# Combining our tools with pandas

This is a quick assignment meant to show you how to make pandas work together with other tools.

* **SQL** is great for large datasets
* **Python** is great for poking around at data
* **Command line tools** are great for quick analysis
* **Excel** is easily shareable

### Before we start

Import pandas the right way.

In [3]:
import pandas as pd

## Postgres to pandas: using `read_sql` in pandas

Hm, problem 2 of one of your SQL assignments seems interesting.

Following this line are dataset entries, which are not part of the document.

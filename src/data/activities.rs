use std::fmt;

use crate::simulation::stats::StatEffects;

#[derive(Debug, Clone, Copy, PartialEq, Eq)]
pub enum ActivityCategory {
    Personal,
    Career,
    Social,
    Mischief,
}

impl fmt::Display for ActivityCategory {
    fn fmt(&self, f: &mut fmt::Formatter<'_>) -> fmt::Result {
        let label = match self {
            ActivityCategory::Personal => "Personal",
            ActivityCategory::Career => "Career",
            ActivityCategory::Social => "Social",
            ActivityCategory::Mischief => "Mischief",
        };
        write!(f, "{}", label)
    }
}

/// A weekly pastime. Cost is deducted up front; the effect record flows
/// through the single clamped apply routine.
#[derive(Debug, Clone, Copy)]
pub struct Activity {
    pub id: &'static str,
    pub name: &'static str,
    pub category: ActivityCategory,
    pub description: &'static str,
    pub cost: i64,
    pub effects: StatEffects,
    pub log_message: &'static str,
}

const fn effects(health: i32, happiness: i32, fame: i32, reputation: i32, acting_skill: i32) -> StatEffects {
    StatEffects {
        health,
        happiness,
        fame,
        reputation,
        acting_skill,
    }
}

pub static ACTIVITIES: &[Activity] = &[
    Activity {
        id: "fitness",
        name: "Go to the Gym",
        category: ActivityCategory::Personal,
        description: "Stay in shape for demanding roles.",
        cost: 50,
        effects: effects(5, 2, 0, 0, 0),
        log_message: "You hit the gym and feel great.",
    },
    Activity {
        id: "meditate",
        name: "Meditate",
        category: ActivityCategory::Personal,
        description: "Clear your mind and reduce stress.",
        cost: 0,
        effects: effects(2, 5, 0, 0, 0),
        log_message: "A moment of peace brings you clarity.",
    },
    Activity {
        id: "shopping",
        name: "Go Shopping",
        category: ActivityCategory::Personal,
        description: "Retail therapy can be a good pick-me-up.",
        cost: 500,
        effects: effects(0, 7, 0, 0, 0),
        log_message: "You bought some nice things.",
    },
    Activity {
        id: "acting_class",
        name: "Take Acting Class",
        category: ActivityCategory::Career,
        description: "Hone your craft with a professional coach.",
        cost: 250,
        effects: effects(0, 0, 0, 0, 3),
        log_message: "The acting class was insightful. Your skill improves.",
    },
    Activity {
        id: "networking",
        name: "Network",
        category: ActivityCategory::Career,
        description: "Mingle with industry insiders. Might lead to opportunities.",
        cost: 100,
        effects: effects(0, 0, 0, 2, 0),
        log_message: "You made a few connections at an industry event.",
    },
    Activity {
        id: "call_family",
        name: "Call Family",
        category: ActivityCategory::Social,
        description: "Stay grounded and remember where you came from.",
        cost: 0,
        effects: effects(0, 5, 0, 0, 0),
        log_message: "You had a nice chat with your family.",
    },
    Activity {
        id: "charity",
        name: "Attend Charity Gala",
        category: ActivityCategory::Social,
        description: "Be seen supporting a good cause.",
        cost: 1000,
        effects: effects(0, 0, 1, 5, 0),
        log_message: "Your appearance at the charity gala was well-received.",
    },
    Activity {
        id: "twitter_beef",
        name: "Start Twitter Beef",
        category: ActivityCategory::Mischief,
        description: "Stir up drama online for a quick fame boost. Risky!",
        cost: 0,
        effects: effects(0, 0, 5, -10, 0),
        log_message: "Your controversial tweets are trending... for better or worse.",
    },
    Activity {
        id: "leak_rumor",
        name: "Leak a Rumor",
        category: ActivityCategory::Mischief,
        description: "Anonymously leak a rumor about a rival.",
        cost: 0,
        effects: effects(0, 0, 2, -5, 0),
        log_message: "A juicy rumor is spreading, and no one knows it came from you.",
    },
];

pub fn by_id(id: &str) -> Option<&'static Activity> {
    ACTIVITIES.iter().find(|a| a.id == id)
}

#[cfg(test)]
mod tests {
    use super::*;

    #[test]
    fn every_activity_id_is_unique() {
        let mut ids: Vec<&str> = ACTIVITIES.iter().map(|a| a.id).collect();
        ids.sort_unstable();
        ids.dedup();
        assert_eq!(ids.len(), ACTIVITIES.len());
    }

    #[test]
    fn lookup_finds_known_entries() {
        assert_eq!(by_id("fitness").unwrap().cost, 50);
        assert!(by_id("unknown").is_none());
    }
}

> Using avg(), get the average solar energy usage for each country, and display only the countries with an average that is above 500 (million). Make sure it is properly ordered like the results below, and wrap your avg column in round() to get round numbers:
> 
>
> |avg solar energy|country|
> |---|---|
> |91339.0|China|
> |20425.0|India|
> |14084.0|United States|
> |12142.0|Germany|
> |...|...|

Use `pd.read_sql` to run the query against your Postgres database and return the result as a pandas dataframe. While you can use `pg8000`, I think SQLAlchemy is the more common method for connecting to a database.

* **TIP:**  [This page might help](https://towardsdatascience.com/work-with-sql-in-python-using-sqlalchemy-and-pandas-cd7693def708)
* **TIP:** If you didn't get the answer to that homework, just.... run anything, I guess.

In [2]:
import pg8000
# use whatever username information you used in classed to connect
conn = pg8000.connect(database="undata",user="minjukim")
print(type(conn))

<class 'pg8000.legacy.Connection'>


In [5]:
cursor = conn.cursor()
myquery = '''
SELECT country, ROUND(avg(usage))
FROM solar
GROUP BY country
HAVING avg(usage) > 500
ORDER BY avg(usage) DESC NULLS LAST;
'''
# cursor.execute(myquery)

pd.read_sql(myquery, conn)

  pd.read_sql(myquery, conn)


Unnamed: 0,country,round
0,China,91339.0
1,India,20425.0
2,United States,14084.0
3,Germany,12142.0
4,Japan,11094.0
5,Italy,6414.0
6,Spain,4488.0
7,Turkey,3532.0
8,United Kingdom,2992.0
9,Brazil,2733.0


## CSV to SQLite: using `to_sql` in pandas

SQLite is like a baby version of Postgres. It's super convenient because it just creates a file instead of needing a big giant server!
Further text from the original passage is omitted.